The decision paves the way for Teva and others to market generic versions of ViagraTM before the patent's 2014 expiry.

The ruling comes more than five years after Teva commenced proceedings under the Patented Medicines (Notice of Compliance) Regulations challenging Pfizer's patent. 

Teva initially alleged that Pfizer's patent was invalid for obviousness, lack of utility, and insufficiency of disclosure. However, the Federal Court found Teva's allegation unjustified and issued an Order prohibiting the Minister of Health from issuing a Notice of Compliance to Teva, preventing it from marketing a generic version of ViagraTM.

Teva then appealed to the Federal Court of Appeal, dropping the allegation of obviousness, but the appeal was dismissed. Teva appealed again - to the Supreme Court.

The Supreme Court unanimously found that Pfizer's patent did not meet the requirements for sufficiency of disclosure and was therefore invalid.

The patent related to use of sildenafil (the active compound in ViagraTM) and various other compounds for the treatment of erectile dysfunction (ED). Sildenafil was initially developed by Pfizer in the mid 1980's for the treatment of hypertension and angina.

The patent contained seven claims of progressively narrower scope. Claim 1 encompassed a staggering 260 quintrillion compounds, while claims 6 and 7 related to individual compounds. Claim 7 relates specifically to sildenafil.

Sildeafil had been shown to be effective in treating erectile disfunction prior to filing the patent application. None of the other claimed compounds had.

The patent specification stated that"one of the especially preferred compounds induces penile erection in impotent males", but did not identify that the compound was sildenafil. 

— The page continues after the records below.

// dkim-parse – extraction and verification of DKIM signatures
// Copyright © 2022–2023 David Bürgin <dbuergin@gluet.ch>
//
// This program is free software: you can redistribute it and/or modify it under
// the terms of the GNU General Public License as published by the Free Software
// Foundation, either version 3 of the License, or (at your option) any later
// version.
//
// This program is distributed in the hope that it will be useful, but WITHOUT
// ANY WARRANTY; without even the implied warranty of MERCHANTABILITY or FITNESS
// FOR A PARTICULAR PURPOSE. See the GNU General Public License for more
// details.
//
// You should have received a copy of the GNU General Public License along with
// this program. If not, see <https://www.gnu.org/licenses/>.

use crate::crypto::{HashAlgorithm, VerificationError};
use rsa::{
    pkcs1::DecodeRsaPublicKey, pkcs8::DecodePublicKey, traits::PublicKeyParts, Pkcs1v15Sign,
    RsaPublicKey,
};
#[cfg(feature = "pre-rfc8301")]
use sha1::Sha1;
use sha2::Sha256;

pub fn rsa_public_key_size(public_key: &RsaPublicKey) -> usize {
    public_key.size() * 8
}

pub fn read_rsa_public_key(key_data: &[u8]) -> Result<RsaPublicKey, VerificationError> {
    let public_key = RsaPublicKey::from_public_key_der(key_data)
        .or_else(|_| RsaPublicKey::from_pkcs1_der(key_data))
        .map_err(|_| VerificationError::InvalidKey)?;

    if rsa_public_key_size(&public_key) < super::MIN_RSA_KEY_BITS {
        return Err(VerificationError::InsufficientKeySize);
    }

    Ok(public_key)
}

pub fn verify_rsa(
    hash_alg: HashAlgorithm,
    public_key: &RsaPublicKey,
    data_hash: &[u8],
    signature_data: &[u8],
) -> Result<(), VerificationError> {
    let scheme = match hash_alg {
        HashAlgorithm::Sha256 => Pkcs1v15Sign::new::<Sha256>(),
        #[cfg(feature = "pre-rfc8301")]
        HashAlgorithm::Sha1 => Pkcs1v15Sign::new::<Sha1>(),
    };

    public_key
        .verify(scheme, data_hash, signature_data)
        .map_err(|_| VerificationError::VerificationFailure)
}

#[cfg(test)]
mod tests {
    use super::*;
    use base64ct::{Base64, Encoding};

    const RSA2048_SPKI: &str = "MIIBIjANBgkqhkiG9w0BAQEFAAOCAQ8AMIIBCgKCAQEAwYDo2X3xKGSqXBLS5KSTCM7G1baHr8hW94tQcCLOl0gMBfzUGTZ+u3dSWTLkCpbBzNsuXHUJEYNE8o51WbgC0FnEZRjozME7Whh/qJ+HrrVwKsmEEj+hEE4+HSR3lWVFPTIeZ5trSEAwOf0iHHPR8lSxsTfVDSXDIymoDy5PVcfCIqxRxsa1PxELCOuf5lJ+Oxn5AHYtrbnLm4TsAsU8tD9/stKehZ5GV7sg6UyxB7s8uINboIqt+LOhxtjYJeJVUuMuc+KBggql+MXQzmH6Iwx2uHPujRVHcwoq/+hFNm4ZSj7425SGy3HJftxoS3g2RUX991RBOecKU1DuI0u0MQIDAQAB";
    const RSA2048_PKCS1: &str = "MIIBCgKCAQEAwYDo2X3xKGSqXBLS5KSTCM7G1baHr8hW94tQcCLOl0gMBfzUGTZ+u3dSWTLkCpbBzNsuXHUJEYNE8o51WbgC0FnEZRjozME7Whh/qJ+HrrVwKsmEEj+hEE4+HSR3lWVFPTIeZ5trSEAwOf0iHHPR8lSxsTfVDSXDIymoDy5PVcfCIqxRxsa1PxELCOuf5lJ+Oxn5AHYtrbnLm4TsAsU8tD9/stKehZ5GV7sg6UyxB7s8uINboIqt+LOhxtjYJeJVUuMuc+KBggql+MXQzmH6Iwx2uHPujRVHcwoq/+hFNm4ZSj7425SGy3HJftxoS3g2RUX991RBOecKU1DuI0u0MQIDAQAB";

    // SHA-256 of "hello", signed with the private key of the key above
    const HASH: &str = "LPJNul+wow4m6DsqxbninhsWHlwfp0JecwQzYpOLmCQ=";
    const SIGNATURE: &str = "qHvxjCUGGZiwjZZ0UNArhyb0PsSrKXDVGtYYwx+wBhTXOQhowPZISavWwDrYaSfxeXNuY78T3r17hOcQILW+K51/OQi15c/OYak0ta99Wtof7148F5c0LKnf5mWlekyJ0RT3OuLPKt/zHM9fN7nJN1Nm4iqcg7sT0CJNcSO2FSowWIpZ/DnmOO3W8qS3c8B8S6ZLgje6eMndJ8zi44lNz3LBnV3v4V9HLhky6heYFCdLwpm3owuAIJ9ExZGuUyDulO+nY3R4J0GalwzH7/04OhP5r66uNFKac0+BXppToYriP6LIGXC0OS9jIXO5l0CmHdihldBnjQRwLtGub+4P7A==";

    #[test]
    fn read_rsa_public_key_both_formats() {
        let spki = read_rsa_public_key(&Base64::decode_vec(RSA2048_SPKI).unwrap()).unwrap();
        let pkcs1 = read_rsa_public_key(&Base64::decode_vec(RSA2048_PKCS1).unwrap()).unwrap();

        assert_eq!(spki, pkcs1);
        assert_eq!(rsa_public_key_size(&spki), 2048);

        assert_eq!(read_rsa_public_key(b"garbage"), Err(VerificationError::InvalidKey));
    }

    #[test]
    fn verify_rsa_ok() {
        let key = read_rsa_public_key(&Base64::decode_vec(RSA2048_SPKI).unwrap()).unwrap();
        let hash = Base64::decode_vec(HASH).unwrap();
        let signature = Base64::decode_vec(SIGNATURE).unwrap();

        assert_eq!(verify_rsa(HashAlgorithm::Sha256, &key, &hash, &signature), Ok(()));

        let mut tampered = hash.clone();
        tampered[0] ^= 1;
        assert_eq!(
            verify_rsa(HashAlgorithm::Sha256, &key, &tampered, &signature),
            Err(VerificationError::VerificationFailure)
        );
    }
}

The Supreme Court held that for the disclosure of the specification to be sufficient it must enable the"public to make the same successful use of the invention as the inventor could at the time of the application". Pfizer's patent specification failed this test because it did not indicate that sildenafil was the effective compound. Expert evidence showed that, even if only claims 6 and 7 were considered, a person skilled in the art would not have known which the effective compound was. Further testing would have been required. 

The Court stated that"Pfizer gained benefit under the Act - exclusive monopoly rights - while withholding disclosure in spite of its disclosure obligations. As a matter of policy and sound statutory interpretation, patentees cannot be allowed to "game" the system this way."

Having concluded that the disclosure of the specification was insufficient, the Court ruled the patent invalid. This is somewhat surprising, considering that the case arose under the Patented Medicines (Notice of Compliance) Regulations. The typical remedy under these Regulations would be to simply allow the Minister of Health to issue a Notice of Compliance.

Pfizer is challenging the ruling on the basis that the Supreme Court did not have jurisdiction to invalidate the patent, but in the meantime the ruling is proving problematic. The Federal Court recently granted summary judgement to another generic drug manufacturer - Apotex - inApotex Inc. vPfizer Ireland Pharma, 2012 FC 1339 declaring Pfizer's patent invalid, as "no result is possible other than a finding that the '466 patent is invalid" in view of the Supreme Court's ruling.

Whatever the outcome of Pfizer's challenge, the decision provides a strong reminder of the obligation to fully disclose an invention in the specification, and the potentially dire consequences of withholding information. If Pfizer had disclosed that sildenafil was the compound that had worked, the case may well have been decided in its favour.